Hello. I've just taken over basically 100% of the maintenance for the 3 vehicles in our house, a bike, a car, and an SUV.

I'm trying to setup a nice excel sheet that contains the following things. Routine maintenance, valve inspections (gs500), mileage, oil changes etc.

I know a bunch of people run maint. logs on here so I wanted advice on how to set it up. Should I have an excel sheet for each vehicle or a sheet for maint., sheet for valves, and sheet for MPG?

Toss me some ideas. If you want to upload your log you can use http://www.mediafire.com/ or http://rapidshare.com/ Thanks!

scottpA_GS

#1
 I have an excel one for the GS that someone else made.. It doesnt seem to detailed and I dont use it but you can check it out..

 http://rapidshare.com/files/311849220/Maintenance_Schedule.xls.html

:cheers:


~ 1990 GS500E Project bike ~ Frame up restoration ~ Yosh exhaust, 89 clipons, ...more to come...

~ 98 Shadow ACE 750 ~ Black Straight Pipes ~ UNI Filter ~ Dyno Jet Stage 1 ~ Sissy Bar ~


NF11624

Why not keep them all in the same Excel file but create different worksheets for each?  That way you can keep track of each one over time by creating columns for date, mileage, etc... and rows for each service you perform (plus a row for notes).  Then you have everything in one file, keep stuff organized and can easily chart what goes on.

Hope that this advice is useful :cheers:
.95 Sonic Springs, Katana 600 rear shock

ohgood

gave up on a computerized stuff for maintenance schedules. dirty finger + keyboards and all.

now i just use those freebie oil change stickers from autozone. stick all the cars/bikes on the trucks windshield, and check the milage when i wash em on saturday. easy cheese.

:) no help at all, but i'm consistant. :)

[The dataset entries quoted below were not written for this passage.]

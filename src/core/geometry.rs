//! Disk geometry and request validation.
//!
//! A disk is modelled as a single linear range of tracks `[0, disk_size)`.
//! Every request and every head position must fall inside that range; the
//! check runs once, before any policy looks at the requests.

use crate::error::{Error, Result};

/// A track index on the disk surface.
///
/// Signed so that negative inputs can be reported as out of bounds rather
/// than rejected by the type system at the boundary.
pub type Track = i64;

/// Default number of tracks when none is given.
pub const DEFAULT_DISK_SIZE: Track = 200;

/// Linear disk geometry: tracks `0..disk_size`.
#[derive(Debug, Clone, Copy, PartialEq, Eq)]
pub struct DiskGeometry {
    disk_size: Track,
}

impl DiskGeometry {
    /// Create a geometry with the given number of tracks.
    pub fn new(disk_size: Track) -> Self {
        Self { disk_size }
    }

    /// Total number of tracks.
    pub fn disk_size(&self) -> Track {
        self.disk_size
    }

    /// Lowest addressable track (the inner edge).
    pub fn first_track(&self) -> Track {
        0
    }

    /// Highest addressable track (the outer edge).
    pub fn last_track(&self) -> Track {
        self.disk_size - 1
    }

    /// Check whether a track lies in `[0, disk_size)`.
    pub fn contains(&self, track: Track) -> bool {
        (0..self.disk_size).contains(&track)
    }

    /// Fail with `OutOfBounds` if `track` is not addressable.
    pub fn check(&self, track: Track) -> Result<()> {
        if self.contains(track) {
            Ok(())
        } else {
            Err(Error::OutOfBounds {
                value: track,
                disk_size: self.disk_size,
            })
        }
    }

    /// Validate a full simulation input.
    ///
    /// Requests are checked in order, then the initial head position, so the
    /// first offending request is the one reported.
    pub fn validate(&self, requests: &[Track], initial_position: Track) -> Result<()> {
        for &track in requests {
            self.check(track)?;
        }
        self.check(initial_position)
    }
}

impl Default for DiskGeometry {
    fn default() -> Self {
        Self::new(DEFAULT_DISK_SIZE)
    }
}

#[cfg(test)]
mod tests {
    use super::*;

    #[test]
    fn test_edges_are_valid() {
        let geometry = DiskGeometry::new(200);
        assert!(geometry.check(0).is_ok());
        assert!(geometry.check(199).is_ok());
        assert_eq!(geometry.first_track(), 0);
        assert_eq!(geometry.last_track(), 199);
    }

    #[test]
    fn test_just_outside_is_rejected() {
        let geometry = DiskGeometry::new(200);
        assert!(matches!(
            geometry.check(-1),
            Err(Error::OutOfBounds { value: -1, disk_size: 200 })
        ));
        assert!(matches!(
            geometry.check(200),
            Err(Error::OutOfBounds { value: 200, .. })
        ));
    }

    #[test]
    fn test_validate_reports_first_bad_request() {
        let geometry = DiskGeometry::new(100);
        let err = geometry.validate(&[10, 150, 300], 5).unwrap_err();
        assert!(matches!(err, Error::OutOfBounds { value: 150, .. }));
        assert_eq!(err.to_string(), "track 150 is out of bounds (0-99)");
    }

    #[test]
    fn test_validate_checks_initial_position() {
        let geometry = DiskGeometry::new(100);
        assert!(matches!(
            geometry.validate(&[10, 20], 100),
            Err(Error::OutOfBounds { value: 100, .. })
        ));
    }

    #[test]
    fn test_zero_sized_disk_rejects_everything() {
        let geometry = DiskGeometry::new(0);
        assert!(geometry.validate(&[], 0).is_err());
    }
}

tt_four: "and believe me, BMW motorcycles are 50% metal, rubber and plastic, and 50% useless

GeeP

Tussey,

What you're talking about is setting up a maintenance program.  I've organized several for aircraft fleets, so my ideas are along those lines:

First, make a centralized editable (Excel or a whiteboard) log of the next maintenance event and event trigger (mileage) of each vehicle.  Update it after each maintenance event.  Make a sticky label to adhere to the windshield with the next maintenance event time.  Make it a new habit to check that label regularly and compare it with your odometer reading.

Second, prepare individual logbooks to document the work performed and after each entry, "look forward" to the next entry with a description of upcoming maintenance events.

Examples:

Quote from: Excel Spreadsheet / WhiteboardVehicle:  GS500  Next Maintenance Event:  64,500 miles  Description:  Valve adjustment plus new rear tire.

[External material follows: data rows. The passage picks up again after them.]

//! ASCII renderings of head movement.
//!
//! These are for reading results in a terminal: a per-stop chart of where
//! the head travels, and bars comparing total seek across policies.

use crate::core::geometry::Track;
use crate::scheduler::result::SimulationResult;

/// Marker for a serviced request.
const REQUEST_MARK: char = '●';
/// Marker for an edge waypoint.
const EDGE_MARK: char = '◆';
/// Marker for the starting head position.
const START_MARK: char = '▲';

/// Map a track to a column in `[0, width)`.
fn track_to_column(track: Track, disk_size: Track, width: usize) -> usize {
    if disk_size <= 1 || width <= 1 {
        return 0;
    }
    let last = (disk_size - 1) as f64;
    let col = (track.clamp(0, disk_size - 1) as f64 / last) * (width - 1) as f64;
    (col.round() as usize).min(width - 1)
}

/// Chart the head's path, one row per stop.
///
/// # Arguments
///
/// * `result` - Simulation to draw
/// * `disk_size` - Number of tracks, for scaling
/// * `width` - Chart width in characters (at least 2)
///
/// # Returns
///
/// A chart where each row shows the segment travelled to reach that stop,
/// ending in `●` for a request or `◆` for an edge waypoint.
pub fn head_movement_chart(result: &SimulationResult, disk_size: Track, width: usize) -> String {
    let width = width.max(2);
    let label_width = disk_size.saturating_sub(1).max(0).to_string().len().max(5);
    let mut lines = Vec::new();

    // Scale
    let last = disk_size.saturating_sub(1).max(0).to_string();
    let gap = width.saturating_sub(1 + last.len());
    lines.push(format!(
        "{:label_width$}  0{}{}",
        "track",
        " ".repeat(gap),
        last
    ));
    lines.push(format!("{}  {}", " ".repeat(label_width), "─".repeat(width)));

    // Start row
    let mut row = vec![' '; width];
    let mut prev = track_to_column(result.initial_position, disk_size, width);
    row[prev] = START_MARK;
    lines.push(format!(
        "{:>label_width$}  {}",
        result.initial_position,
        row.iter().collect::<String>()
    ));

    for (i, &track) in result.sequence.iter().enumerate() {
        let col = track_to_column(track, disk_size, width);
        let mut row = vec![' '; width];
        for cell in &mut row[prev.min(col)..=prev.max(col)] {
            *cell = '─';
        }
        row[col] = if result.waypoints.contains(&i) {
            EDGE_MARK
        } else {
            REQUEST_MARK
        };
        lines.push(format!(
            "{track:>label_width$}  {}",
            row.iter().collect::<String>()
        ));
        prev = col;
    }

    lines.join("\n")
}

/// Horizontal bar for a seek total relative to the largest one.
///
/// # Arguments
///
/// * `value` - Seek distance to draw
/// * `max` - Largest distance in the comparison
/// * `width` - Bar width in characters
pub fn seek_bar(value: u128, max: u128, width: usize) -> String {
    let pct = if max == 0 {
        0.0
    } else {
        value as f64 / max as f64
    };
    let filled = ((pct * width as f64) as usize).min(width);
    format!("{}{}", "█".repeat(filled), "░".repeat(width - filled))
}

/// Table comparing total and average seek across results.
pub fn seek_comparison_bars(results: &[SimulationResult], max_width: usize) -> String {
    if results.is_empty() {
        return "(no results)".to_string();
    }

    let max_total = results.iter().map(|r| r.total_seek_time).max().unwrap_or(0);
    let max_label_len = results
        .iter()
        .map(|r| r.algorithm.as_str().len())
        .max()
        .unwrap_or(0);

    let lines: Vec<String> = results
        .iter()
        .map(|r| {
            format!(
                "│ {:max_label_len$} │ {:>7} {:>8.2} │ {}",
                r.algorithm.as_str(),
                r.total_seek_time,
                r.average_seek_time,
                seek_bar(r.total_seek_time, max_total, max_width)
            )
        })
        .collect();

    let border_len = max_label_len + 2;
    let header = format!("┌{}┬{}┐", "─".repeat(border_len), "─".repeat(18));
    let footer = format!("└{}┴{}┘", "─".repeat(border_len), "─".repeat(18));

    format!("{}\n{}\n{}", header, lines.join("\n"), footer)
}

/// Boxed text summary of one result.
pub fn result_summary(result: &SimulationResult) -> String {
    let sequence = result
        .sequence
        .iter()
        .map(|t| t.to_string())
        .collect::<Vec<_>>()
        .join(" → ");
    let metrics = result.metrics();

    let body = [
        format!("start:    {}", result.initial_position),
        format!("order:    {sequence}"),
        format!("total:    {}", result.total_seek_time),
        format!("average:  {:.2}", result.average_seek_time),
        format!("longest:  {}", metrics.longest_seek),
        format!("reversals: {}", metrics.direction_changes),
    ];

    let title = format!(" {} ", result.algorithm);
    let inner = body
        .iter()
        .map(|l| l.chars().count())
        .max()
        .unwrap_or(0)
        .max(title.chars().count())
        + 2;
    let left = (inner - title.chars().count()) / 2;
    let right = inner - title.chars().count() - left;

    let mut lines = vec![format!("┌{}{title}{}┐", "─".repeat(left), "─".repeat(right))];
    for line in &body {
        let pad = inner - 2 - line.chars().count();
        lines.push(format!("│ {line}{} │", " ".repeat(pad)));
    }
    lines.push(format!("└{}┘", "─".repeat(inner)));

    lines.join("\n")
}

Quote from: Logbook11/27/2009 Recording odometer:  62,000 miles. 

Oil and filter changed this date, replaced with 2.4 quarts Shell Rotella-T 15-W40 and Suzuki brand filter P/N 123ABC.  Safety inspection OK. 

Next Maintenance Event:  Valve adjustment at 64,500 miles

Finally, on separate, editable log for each vehicle, which could just be a word file or a white board, make your Squak Sheet.  The Squak sheet allows you to manage both critical and non-critical REPAIR items. 

Let's say two weeks after changing the oil, you decide the rear tire will need replacement soon:

Quote from: Squak SheetRecording Odo:  63,500 miles.  Rear tire requires replacement.  Planned replacement Bridgestone Battlax BT-45 on-order.  Replace at next scheduled maintenance event.

With those three separate entities, you can:

1)  See and organize upcoming planned maintenance.
2)  Document the work performed, both planned maintenance and repair.
3)  Organize unscheduled repair items in order of priority and attach them to regular maintenance events, or trigger a special repair event. 

That will get you started.
Every zero you add to the tolerance adds a zero to the price.

If the product "fails" will the product liability insurance pay for the "failure" until it turns 18?